With no beds available in regular wards, Pat was placed in the Critical Care Unit. An x-ray confirmed asthma and pneumonia. Despite a breathing treatment, IV antibiotics and steroids, his blood oxygen continued to drop.
Blood tests the next day pointed to the possibility of blood clots on his lungs; a CT scan confirmed them. In search of an explanation, Dr. Timothy Joos, the hospitalist treating him, ordered an ultrasound to check for deep vein thrombosis. It was negative. But the CT scan offered a clue - "something" on Pat's right adrenal gland.
Concerned about cancer, Joos quizzed Pat about his health history and symptoms. Nothing seemed amiss, Betty Lou says, "but once cancer is mentioned, of course, nothing is very reassuring." On November 18, Pat went home, armed with injectable blood thinners to help clear the clots - and instructions to see his physician and get an MRI.
Mike Probasco, a tech with KVH Home Respiratory assigned to set up oxygen equipment for Pat, was waiting in their driveway.
An MRI ten days later confirmed the growth. Dr. Don Solberg, Pat's physician, referred Pat to Virginia Mason Medical Center where tests indicated he probably had a pheochromo cytoma - an extremely rare, non-cancerous tumor of the adrenal gland. The condition can cause the adrenal gland to release too much of hormones that control blood pressure, metabolism and heart rate.
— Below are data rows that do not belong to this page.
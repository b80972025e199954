// Runtime system for sexpflow
// This module contains the evaluator, standard library, and runtime value system

pub mod cancellation;
pub mod environment;
pub mod error;
pub mod evaluator;
pub mod host_interface;
pub mod pure_host;
pub mod records;
pub mod special_forms;
pub mod stdlib;
pub mod values;

pub use cancellation::CancellationToken;
pub use environment::Environment;
pub use error::{EvalError, EvalErrorKind, EvalResult, Resource};
pub use evaluator::Evaluator;
pub use host_interface::{AtomRegistry, ExternalInvoker, InvocationRequest, LogSink};
pub use stdlib::StandardLibrary;
pub use values::{Value, Symbol};

use crate::config::EvaluatorConfig;
use crate::parser::{ParseError, Reader};
use std::rc::Rc;

/// Failure of a whole workflow: it either did not read or did not run.
#[derive(Debug, Clone, PartialEq, thiserror::Error)]
pub enum WorkflowError {
    #[error("Parse error: {0}")]
    Parse(#[from] ParseError),
    #[error("Evaluation error: {0}")]
    Eval(#[from] EvalError),
}

/// Entry point for drivers: a reader, an evaluator and a global scope.
///
/// Primitives live in a root frame; workflow definitions and initial
/// bindings go into a child of it, so a workflow can shadow a primitive
/// without losing it for other runtimes.
#[derive(Debug)]
pub struct Runtime {
    // Dropped before `evaluator`, whose drop collects unreachable scopes
    globals: Environment,
    reader: Reader,
    evaluator: Evaluator,
}

impl Default for Runtime {
    fn default() -> Self {
        Self::new()
    }
}

impl Runtime {
    pub fn new() -> Self {
        Self::with_config(EvaluatorConfig::default())
    }

    pub fn with_config(config: EvaluatorConfig) -> Self {
        let root = StandardLibrary::create_global_environment();
        Runtime {
            globals: root.child(),
            reader: Reader::new(config.reader),
            evaluator: Evaluator::new().with_limits(config.limits),
        }
    }

    pub fn with_invoker(mut self, invoker: Rc<dyn ExternalInvoker>) -> Self {
        self.evaluator = self.evaluator.with_invoker(invoker);
        self
    }

    pub fn with_registry(mut self, registry: Rc<dyn AtomRegistry>) -> Self {
        self.evaluator = self.evaluator.with_registry(registry);
        self
    }

    pub fn with_log_sink(mut self, log_sink: Rc<dyn LogSink>) -> Self {
        self.evaluator = self.evaluator.with_log_sink(log_sink);
        self
    }

    pub fn with_cancellation(mut self, cancellation: CancellationToken) -> Self {
        self.evaluator.set_cancellation(cancellation);
        self
    }

    pub fn global_env(&self) -> &Environment {
        &self.globals
    }

    pub fn evaluator_mut(&mut self) -> &mut Evaluator {
        &mut self.evaluator
    }

    pub fn define_global(&mut self, name: &str, value: Value) {
        self.evaluator
            .define_in(&self.globals, Symbol::new(name), value);
    }

    /// Evaluate one already-read expression in the global scope.
    pub fn eval(&mut self, expr: &Value) -> EvalResult<Value> {
        self.evaluator.evaluate(expr, &self.globals)
    }

    /// Read every top-level form of `source`, then evaluate them in order.
    /// Returns the last value; empty source yields `nil`. Nothing runs if
    /// the source does not read.
    pub fn eval_source(&mut self, source: &str) -> Result<Value, WorkflowError> {
        let forms = self.reader.parse_all(source)?;
        let mut last = Value::Nil;
        for form in &forms {
            last = self.eval(form)?;
        }
        Ok(last)
    }

    /// Install `initial_bindings` as globals, then run `source`.
    pub fn evaluate_string(
        &mut self,
        source: &str,
        initial_bindings: impl IntoIterator<Item = (Symbol, Value)>,
    ) -> Result<Value, WorkflowError> {
        for (symbol, value) in initial_bindings {
            self.evaluator.define_in(&self.globals, symbol, value);
        }
        self.eval_source(source)
    }

    /// See [`Evaluator::collect_cycles`].
    pub fn collect_cycles(&mut self) -> usize {
        self.evaluator.collect_cycles()
    }
}

/// Evaluate a complete workflow with default configuration and pure
/// collaborators. Closures in the result keep their scopes after the
/// temporary runtime is gone.
pub fn evaluate_string(
    source: &str,
    initial_bindings: impl IntoIterator<Item = (Symbol, Value)>,
) -> Result<Value, WorkflowError> {
    Runtime::new().evaluate_string(source, initial_bindings)
}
In February, surgeons at Virginia Mason removed Pat's tumor. His blood pressure is now back to normal, his only medications the allergy pills he's taken for years.
The Martins say Kittitas Valley Healthcare never missed a beat: Paxton hospitalized Pat rather than sending him home. Nurses in CCU calmed them. The respiratory therapist closely monitored Pat's slow response to initial treatment. Joos worked doggedly to identify the potential cause of the clots. Solberg moved efficiently to line Pat up with specialists.
"If Pat hadn't had the CT scan, the tumor may not have been caught for years - if ever," Betty Lou says. "He would have faced increasing health issues. We're so grateful for the KVH system at every level."